Study design and subjects
The DOPPS is an international prospective cohort study of in-center adult HD patients including more than 20 countries in the world, which described in previous published papers[21, 22]. The China DOPPS was carries out in the 3 largest cities from the metropolitan areas in China (Beijing, Shanghai and Guangzhou). We randomly selected 15 dialysis facilities in each city and included an average of 30 patients at each facility. Finally, there were 1427 patients participated in China DOPPS5.
Of the 1427 patients, 134 patients were excluded from the present analysis as they didn’t answer the questions of self-reported physical function in the patient questionnaire survey. Baseline demographic and clinical data were collected at the start of participation in DOPPS5.

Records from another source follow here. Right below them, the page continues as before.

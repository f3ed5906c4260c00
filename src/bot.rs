//! Glue between the chat transport and the interaction router.

use crate::config::Limits;
use crate::extract::Extractor;
use crate::session::{
    DurationPick, Event, InteractionRouter, Outcome, Selection, SessionKey,
};
use crate::transport::{
    best_effort, Button, ChatId, ChatTransport, Inbound, InboundKind, Menu, MessageRef,
};
use crate::worker::{ClipJob, JobKind, RunSupervisor};
use futures::future::join_all;
use std::collections::HashMap;
use std::sync::Arc;
use std::time::Duration;
use tokio::sync::{mpsc, Mutex};
use tokio::task::JoinHandle;
use tracing::{debug, info, warn};

/// Clip lengths offered as buttons, in seconds.
pub const DURATION_CHOICES: [u64; 4] = [5, 10, 20, 30];

/// How long a session's dispatch lane waits for more events before its task exits.
const LANE_IDLE: Duration = Duration::from_secs(300);

/// Most quality buttons shown in one menu.
pub const MAX_QUALITY_BUTTONS: usize = 6;

/// Most count buttons shown in one menu.
pub const MAX_COUNT_BUTTONS: usize = 5;

const START_TEXT: &str = "Send me a YouTube link (just paste) and I'll cut short sections \
     into small clips. Use /help for step-by-step instructions.";

const HELP_TEXT: &str = "Clipper bot, simple guide:\n\n\
     1. Paste a YouTube link (text only). Files are not accepted.\n\
     2. Pick clip duration (5/10/20/30/Custom up to 3 minutes).\n   \
        Custom format examples: `00H08M10S:00H09M20S`, `2:32-3:23`, `152-203`.\n\
     3. Pick quality (the bot shows available qualities from the source).\n\
     4. Pick number of clips (up to 5 according to video length).\n\
     5. Wait for the \u{26a1} progress message. When finished you get clips or a GoFile link.\n\n\
     Commands:\n\
     /feedback <text> - send a message to the admin\n";

/// Return the first whitespace-separated token of `text` that points at a supported source.
pub fn find_source_link(text: &str) -> Option<&str> {
    text.split_whitespace()
        .find(|token| token.contains("youtube.com") || token.contains("youtu.be"))
}

/// The combined selection menu: durations, qualities, counts and a full download.
pub fn build_menu(selection: &Selection, limits: &Limits) -> Menu {
    let mut menu: Menu = DURATION_CHOICES
        .chunks(2)
        .map(|pair| {
            pair.iter()
                .map(|&s| {
                    Button::new(
                        format!("{s}s"),
                        Event::Duration(DurationPick::Seconds(s)).to_payload(),
                    )
                })
                .collect()
        })
        .collect();
    menu.push(vec![Button::new(
        "Custom",
        Event::Duration(DurationPick::Custom).to_payload(),
    )]);

    for quality in selection.qualities.iter().take(MAX_QUALITY_BUTTONS) {
        menu.push(vec![Button::new(
            quality.label.clone(),
            Event::Quality(quality.selector.clone()).to_payload(),
        )]);
    }

    let counts = selection
        .suggested_max_clips(limits)
        .min(MAX_COUNT_BUTTONS);
    menu.push(
        (1..=counts)
            .map(|i| {
                let label = format!("{} clip{}", i, if i > 1 { "s" } else { "" });
                Button::new(label, Event::Count(i).to_payload())
            })
            .collect(),
    );

    menu.push(vec![Button::new(
        "Download full video",
        Event::FullVideo.to_payload(),
    )]);
    menu
}

/// Dispatches inbound events. Events of one session must be handled in order,
/// see [`SessionLanes`].
pub struct Bot {
    transport: Arc<dyn ChatTransport>,
    extractor: Arc<dyn Extractor>,
    supervisor: Arc<RunSupervisor>,
    router: Mutex<InteractionRouter>,
    admin_id: Option<i64>,
}

impl Bot {
    pub fn new(
        transport: Arc<dyn ChatTransport>,
        extractor: Arc<dyn Extractor>,
        supervisor: Arc<RunSupervisor>,
        limits: Limits,
        admin_id: Option<i64>,
    ) -> Self {
        Self {
            transport,
            extractor,
            supervisor,
            router: Mutex::new(InteractionRouter::new(limits)),
            admin_id,
        }
    }

    pub async fn dispatch(&self, inbound: Inbound) {
        let key = SessionKey {
            chat: inbound.chat,
            user: inbound.user,
        };

        match inbound.kind {
            InboundKind::Other => self.discard(inbound.message).await,
            InboundKind::Command { ref name, ref args } => {
                self.on_command(&inbound, name, args).await
            }
            InboundKind::Button {
                ref callback_id,
                ref payload,
            } => {
                best_effort("button answer", self.transport.answer_button(callback_id)).await;
                match payload.parse::<Event>() {
                    Ok(event) => {
                        self.apply(key, event).await;
                    }
                    Err(e) => {
                        debug!("Ignoring button from {}: {}", key, e);
                        self.say(key.chat, &e).await;
                    }
                }
            }
            InboundKind::Text(ref text) => {
                if let Some(link) = find_source_link(text) {
                    self.discard(inbound.message).await;
                    self.on_link(key, link).await;
                } else if self.router.lock().await.is_awaiting_custom_range(&key) {
                    let accepted = self.apply(key, Event::Text(text.clone())).await;
                    if accepted {
                        self.discard(inbound.message).await;
                    }
                } else {
                    self.discard(inbound.message).await;
                }
            }
        }
    }

    async fn on_command(&self, inbound: &Inbound, name: &str, args: &str) {
        match name {
            "start" => {
                self.discard(inbound.message).await;
                self.say(inbound.chat, START_TEXT).await;
            }
            "help" => {
                self.discard(inbound.message).await;
                self.say(inbound.chat, HELP_TEXT).await;
            }
            "feedback" => {
                self.forward_feedback(inbound, args).await;
                self.discard(inbound.message).await;
            }
            other => {
                debug!("Unknown command /{} from {}", other, inbound.user);
                self.discard(inbound.message).await;
            }
        }
    }

    async fn forward_feedback(&self, inbound: &Inbound, text: &str) {
        if text.is_empty() {
            self.say(inbound.chat, "Usage: /feedback <your message>").await;
            return;
        }

        let body = format!(
            "Feedback from {} @{}:\n\n{}",
            inbound.user,
            inbound.username.as_deref().unwrap_or(""),
            text
        );
        let forwarded = match self.admin_id {
            Some(admin) => self.transport.send_text(ChatId(admin), &body).await.map(|_| ()),
            None => {
                info!("Feedback received with no admin configured: {}", body);
                Ok(())
            }
        };

        match forwarded {
            Ok(()) => {
                self.say(inbound.chat, "Thanks for your feedback, we sent it to the admin.")
                    .await
            }
            Err(e) => {
                warn!("Failed to forward feedback: {}", e);
                self.say(inbound.chat, "Failed to send feedback, try again later.")
                    .await;
            }
        }
    }

    async fn on_link(&self, key: SessionKey, url: &str) {
        info!("Session {} sent {}", key, url);

        let probe = match self.extractor.probe(url).await {
            Ok(probe) => probe,
            Err(e) => {
                warn!("Probe of {} failed: {}", url, e);
                self.say(key.chat, "Failed to read the video. Try again later.")
                    .await;
                return;
            }
        };

        let mut selection = Selection::new(url, &probe);
        let limits = *self.router.lock().await.limits();
        let menu = build_menu(&selection, &limits);
        let text = format!(
            "Title: {}\nDuration: ~{}s\nPick clip duration and quality:",
            probe.title, probe.duration_seconds
        );

        match self.transport.send_menu(key.chat, &text, &menu).await {
            Ok(message) => selection.menu = Some(message),
            Err(e) => {
                warn!("Failed to send menu to {}: {}", key, e);
                return;
            }
        }

        let replaced = {
            let mut router = self.router.lock().await;
            let previous = router.selection(&key).and_then(|s| s.menu);
            router.begin(key, selection);
            previous
        };
        // A newer link supersedes the old menu
        self.discard(replaced).await;
    }

    /// Apply an event to the router and act on the outcome.
    ///
    /// Returns `true` when the event was accepted.
    async fn apply(&self, key: SessionKey, event: Event) -> bool {
        let (result, menu) = {
            let mut router = self.router.lock().await;
            let menu = router.selection(&key).and_then(|s| s.menu);
            (router.handle(key, event), menu)
        };

        match result {
            Ok(Outcome::Reply(text)) => {
                self.say(key.chat, &text).await;
                true
            }
            Ok(Outcome::Launch(job)) => {
                self.discard(menu).await;
                self.launch(job).await;
                true
            }
            Ok(Outcome::Ignored) => false,
            Err(e) if e.is_recoverable() => {
                debug!("Session {} rejected: {}", key, e);
                self.say(key.chat, &e.to_string()).await;
                false
            }
            Err(e) => {
                warn!("Session {} failed: {}", key, e);
                false
            }
        }
    }

    async fn launch(&self, job: ClipJob) {
        let chat = job.chat();
        let mut ack = match job.kind {
            JobKind::FullVideo => "Downloading full video, please wait...".to_string(),
            JobKind::Clips { .. } => format!(
                "Working on {}... This may take a while, please wait.",
                job.describe()
            ),
        };

        if self.supervisor.launch(job).await {
            ack.push_str(" It will start once your previous request is done.");
        }
        self.say(chat, &ack).await;
    }

    async fn say(&self, chat: ChatId, text: &str) {
        best_effort("reply", self.transport.send_text(chat, text)).await;
    }

    async fn discard(&self, message: Option<MessageRef>) {
        if let Some(ref message) = message {
            best_effort("message delete", self.transport.delete(message)).await;
        }
    }
}

/// Feeds polled events to the bot, one ordered lane per session.
///
/// Events of one session are dispatched one after another in arrival order.
/// Different sessions proceed concurrently.
pub struct SessionLanes {
    bot: Arc<Bot>,
    lanes: HashMap<SessionKey, Lane>,
}

struct Lane {
    sender: mpsc::UnboundedSender<Inbound>,
    task: JoinHandle<()>,
}

impl SessionLanes {
    pub fn new(bot: Arc<Bot>) -> Self {
        Self {
            bot,
            lanes: HashMap::new(),
        }
    }

    pub fn push(&mut self, inbound: Inbound) {
        self.lanes.retain(|_, lane| !lane.sender.is_closed());

        let key = SessionKey {
            chat: inbound.chat,
            user: inbound.user,
        };
        let inbound = match self.lanes.get(&key) {
            Some(lane) => match lane.sender.send(inbound) {
                Ok(()) => return,
                Err(mpsc::error::SendError(inbound)) => inbound,
            },
            None => inbound,
        };

        debug!("Opening dispatch lane for {}", key);
        let lane = Self::open(self.bot.clone(), inbound);
        self.lanes.insert(key, lane);
    }

    /// Number of sessions with a live lane.
    pub fn active(&self) -> usize {
        self.lanes
            .values()
            .filter(|lane| !lane.sender.is_closed())
            .count()
    }

    fn open(bot: Arc<Bot>, first: Inbound) -> Lane {
        let (sender, mut receiver) = mpsc::unbounded_channel();
        // The receiver is alive, so this cannot fail
        let _ = sender.send(first);

        let task = tokio::spawn(async move {
            loop {
                match tokio::time::timeout(LANE_IDLE, receiver.recv()).await {
                    Ok(Some(inbound)) => bot.dispatch(inbound).await,
                    Ok(None) => break,
                    Err(_) => {
                        // Refuse new events, then finish the ones already queued
                        receiver.close();
                        while let Ok(inbound) = receiver.try_recv() {
                            bot.dispatch(inbound).await;
                        }
                        break;
                    }
                }
            }
        });
        Lane { sender, task }
    }

    /// Stop accepting events and wait until every queued one is handled.
    pub async fn drain(self) {
        let tasks: Vec<JoinHandle<()>> = self
            .lanes
            .into_values()
            .map(|lane| {
                drop(lane.sender);
                lane.task
            })
            .collect();

        for result in join_all(tasks).await {
            if let Err(e) = result {
                warn!("Dispatch lane failed: {}", e);
            }
        }
    }
}

#[cfg(test)]
mod tests {
    use super::*;
    use crate::extract::{ProbeInfo, Quality};

    fn selection(duration: u64, qualities: usize) -> Selection {
        let probe = ProbeInfo {
            id: "vid".to_string(),
            title: "A video".to_string(),
            duration_seconds: duration,
            qualities: (0..qualities)
                .map(|i| Quality {
                    selector: format!("{}", 100 + i),
                    label: format!("{}p (mp4)", 1080 - i * 100),
                })
                .collect(),
        };
        Selection::new("https://youtu.be/vid", &probe)
    }

    #[test]
    fn test_find_source_link() {
        assert_eq!(
            find_source_link("https://youtu.be/abc please"),
            Some("https://youtu.be/abc")
        );
        assert_eq!(
            find_source_link("https://www.youtube.com/watch?v=abc"),
            Some("https://www.youtube.com/watch?v=abc")
        );
        assert_eq!(
            find_source_link("look at this https://youtu.be/xyz"),
            Some("https://youtu.be/xyz")
        );
        assert_eq!(find_source_link("https://vimeo.com/1"), None);
        assert_eq!(find_source_link("2:32-3:23"), None);
    }

    #[test]
    fn test_menu_layout() {
        let menu = build_menu(&selection(300, 8), &Limits::default());

        // 2 duration rows + custom + 6 qualities + counts + full
        assert_eq!(menu.len(), 11);
        assert_eq!(menu[0][0].payload, "dur:5");
        assert_eq!(menu[1][1].payload, "dur:30");
        assert_eq!(menu[2][0].payload, "dur:c");
        assert_eq!(menu[3][0].payload, "fmt:100");
        assert_eq!(menu[9].len(), 5);
        assert_eq!(menu[9][0].label, "1 clip");
        assert_eq!(menu[9][4].payload, "count:5");
        assert_eq!(menu[10][0].payload, "full:1");
    }

    #[test]
    fn test_menu_counts_follow_duration() {
        let menu = build_menu(&selection(12, 1), &Limits::default());
        let counts = &menu[menu.len() - 2];
        assert_eq!(counts.len(), 2);
        assert_eq!(counts[1].label, "2 clips");
    }
}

2 items to assess physical function
In China DOPPS5, there were 2 items about physical function as a part of SF-12v2 in patient questionnaire survey. The 2 items were ‘does your health now limit you in moderate activities, such as moving a table, pushing a vacuum cleaner, bowling, or playing golf? If so, how much?’ and ’does your health now limit you in climbing several flights of stairs? If so, how much?’. Both the 2 items had 3 responses options: 1, ‘Yes, limited a lot’; 2, ‘Yes, limited a little’; 3, ‘No, not limited at all’. Patients completed the questionnaire soon after entered study.
Outcomes
The primary end-point event was all-cause mortality. The secondary end-point event was the first hospitalization with any causes during the follow-up period. Hospitalization event was defined as an inpatient hospitalization with an overnight stay, which was registered in the DOPPS survey. Observation or outpatient records were not included in this analysis.
Statistics Analysis
Continuous variables were represented as Mean±SD or median (25th, 75th) according to the results of normality test. Categorical variables were expressed as percentage. We stratified data according to moderate activity limited level and climbing stairs limited level, respectively. Differences in mean or median among groups were evaluated by using analysis of variance or non-parametric test. And categorical data were compared by using chi-square test.
Based on clinical experience and suggestions from previous published articles, we adjusted for many covariates, which were possibly associated with patient’s physical function or outcomes. Covariates in this study included patient’s demographic data (age, sex, dialysis vintage, body mass index (BMI) and whether urine output >200ml/day), clinical characteristics (serum hemoglobin (Hgb) and serum albumin (Alb)), dialysis prescriptions (single-pooled Kt/V, dialysis frequency (whether less than 3 times per week), vascular access type) and comorbidities (diabetes, coronary artery disease, congestive heart failure, other cardiovascular disease, cerebrovascular disease, hepatitis B and C, cancer (non-skin), peripheral vascular disease, lung disease and hypertension).
Survival curves were produced by using the Kaplan-Meier method and estimated by using log-rank test. Association between moderate activity limited level, climbing stairs limited level and all-cause mortality were analyzed using COX regression models. All COX models accounted for facility clustering effects by using the robust sandwich covariance estimate. Survival time for COX models of all-cause mortality was the time from study entry to the end of study or to death. And failure time for COX models of hospitalization was the time from study entry to the end of study or to the first hospitalization. We made 1 unadjusted model and 3 adjusted models for each endpoint. The adjusted covariates included in model 1: age, gender, vintage; model 2: model 1 variables plus BMI, Hgb, Alb, spKt/V, urine output, vascular access type; model 3: model 2 variables plus comorbidities (diabetes, coronary artery diseases, congestive heart failure, other cardiovascular diseases, cerebrovascular disease, hypertension, peripheral vascular disease, hepatitis B and C, lung disease, cancer).
We also used the generalized linear mixed models (the GLIMMIX procedure) to analyze the associations between the 2 items of physical function and patients’ baseline characteristics, as moderate activities limited level and climb stairs limited level were ordinal categorical variables. In these models, we used robust variance estimation to account for facility clustering effects. Adjusted odds ratio (OR) and 95% conference interval (CI) were calculated for each variable.
We performed MI procedure to impute missing data, and continuous and categorical variables were imputed by fully conditional specification regression and logistic regression, respectively. After 20 steps of imputation, 20 data sets were combined for the final analysis of Cox regression model and generalized linear mixed model. Percentages of missing for most variables were <10%, except for single-pooled Kt/V (36.2%). P value < 0.05 was seen as statistically significant. All statistical analyses were performed with SAS, version 9.4 (SAS institute, Cary, NC; USA).